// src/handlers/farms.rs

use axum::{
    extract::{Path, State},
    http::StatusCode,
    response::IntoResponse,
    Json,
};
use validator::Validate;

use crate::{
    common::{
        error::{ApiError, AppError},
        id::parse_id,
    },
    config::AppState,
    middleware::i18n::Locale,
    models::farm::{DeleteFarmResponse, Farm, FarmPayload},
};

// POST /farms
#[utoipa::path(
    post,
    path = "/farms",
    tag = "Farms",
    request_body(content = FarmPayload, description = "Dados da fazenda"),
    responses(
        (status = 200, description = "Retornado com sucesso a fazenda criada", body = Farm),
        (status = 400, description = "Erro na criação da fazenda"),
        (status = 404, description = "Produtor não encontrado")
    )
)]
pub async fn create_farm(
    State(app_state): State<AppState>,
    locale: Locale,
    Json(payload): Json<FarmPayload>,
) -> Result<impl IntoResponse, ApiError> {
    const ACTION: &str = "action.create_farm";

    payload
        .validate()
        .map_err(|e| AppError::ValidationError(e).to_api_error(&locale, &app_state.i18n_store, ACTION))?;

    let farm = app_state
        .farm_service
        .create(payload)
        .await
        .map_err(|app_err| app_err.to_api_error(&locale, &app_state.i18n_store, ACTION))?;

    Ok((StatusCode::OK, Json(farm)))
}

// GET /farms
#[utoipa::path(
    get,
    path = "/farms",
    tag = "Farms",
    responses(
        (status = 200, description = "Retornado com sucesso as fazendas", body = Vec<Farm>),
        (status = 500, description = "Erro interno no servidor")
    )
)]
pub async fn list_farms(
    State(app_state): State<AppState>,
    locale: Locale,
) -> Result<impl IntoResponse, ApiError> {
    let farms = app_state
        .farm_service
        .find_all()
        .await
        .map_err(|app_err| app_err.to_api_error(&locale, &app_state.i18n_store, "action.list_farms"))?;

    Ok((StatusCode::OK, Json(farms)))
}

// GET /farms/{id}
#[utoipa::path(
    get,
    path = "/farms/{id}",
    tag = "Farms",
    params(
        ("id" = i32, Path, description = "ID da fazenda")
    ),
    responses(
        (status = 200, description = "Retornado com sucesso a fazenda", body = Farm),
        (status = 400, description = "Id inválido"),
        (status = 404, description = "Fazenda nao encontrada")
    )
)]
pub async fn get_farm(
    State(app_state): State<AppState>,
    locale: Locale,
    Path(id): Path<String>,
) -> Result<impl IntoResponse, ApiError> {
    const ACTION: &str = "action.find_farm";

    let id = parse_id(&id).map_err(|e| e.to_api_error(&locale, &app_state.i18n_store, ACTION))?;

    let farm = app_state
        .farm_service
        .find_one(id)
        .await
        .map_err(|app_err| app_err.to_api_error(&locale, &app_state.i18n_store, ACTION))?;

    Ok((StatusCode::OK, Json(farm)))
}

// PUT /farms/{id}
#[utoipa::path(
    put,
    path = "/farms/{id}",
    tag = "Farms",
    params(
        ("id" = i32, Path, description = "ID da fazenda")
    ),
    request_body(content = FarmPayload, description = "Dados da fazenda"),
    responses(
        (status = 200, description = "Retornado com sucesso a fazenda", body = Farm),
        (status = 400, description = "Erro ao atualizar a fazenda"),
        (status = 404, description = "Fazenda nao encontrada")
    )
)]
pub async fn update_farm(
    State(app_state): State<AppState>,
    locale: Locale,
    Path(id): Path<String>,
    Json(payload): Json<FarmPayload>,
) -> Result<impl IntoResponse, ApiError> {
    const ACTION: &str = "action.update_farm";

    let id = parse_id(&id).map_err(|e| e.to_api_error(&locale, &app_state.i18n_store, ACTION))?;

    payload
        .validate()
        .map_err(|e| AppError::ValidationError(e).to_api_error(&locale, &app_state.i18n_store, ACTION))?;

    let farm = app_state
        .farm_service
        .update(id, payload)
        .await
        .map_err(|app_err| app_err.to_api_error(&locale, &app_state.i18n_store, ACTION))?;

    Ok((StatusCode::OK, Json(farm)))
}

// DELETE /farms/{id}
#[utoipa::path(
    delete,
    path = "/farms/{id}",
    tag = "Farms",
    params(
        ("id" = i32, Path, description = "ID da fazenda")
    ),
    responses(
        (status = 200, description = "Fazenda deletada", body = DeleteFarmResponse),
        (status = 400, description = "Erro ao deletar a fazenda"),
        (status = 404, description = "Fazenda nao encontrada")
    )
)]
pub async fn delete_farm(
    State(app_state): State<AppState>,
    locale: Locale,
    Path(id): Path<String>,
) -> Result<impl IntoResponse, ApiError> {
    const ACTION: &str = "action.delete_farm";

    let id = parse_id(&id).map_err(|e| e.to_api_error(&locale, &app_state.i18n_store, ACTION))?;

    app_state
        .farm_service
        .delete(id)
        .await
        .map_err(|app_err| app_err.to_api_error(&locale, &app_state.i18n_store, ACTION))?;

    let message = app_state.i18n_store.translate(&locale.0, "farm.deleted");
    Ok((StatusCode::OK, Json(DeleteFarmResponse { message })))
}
- - -
Where the string "DeleteFarmResponse" appears in a line of the entries above, return that line.

TASK OUTPUT.
    models::farm::{DeleteFarmResponse, Farm, FarmPayload},
        (status = 200, description = "Fazenda deletada", body = DeleteFarmResponse),
    Ok((StatusCode::OK, Json(DeleteFarmResponse { message })))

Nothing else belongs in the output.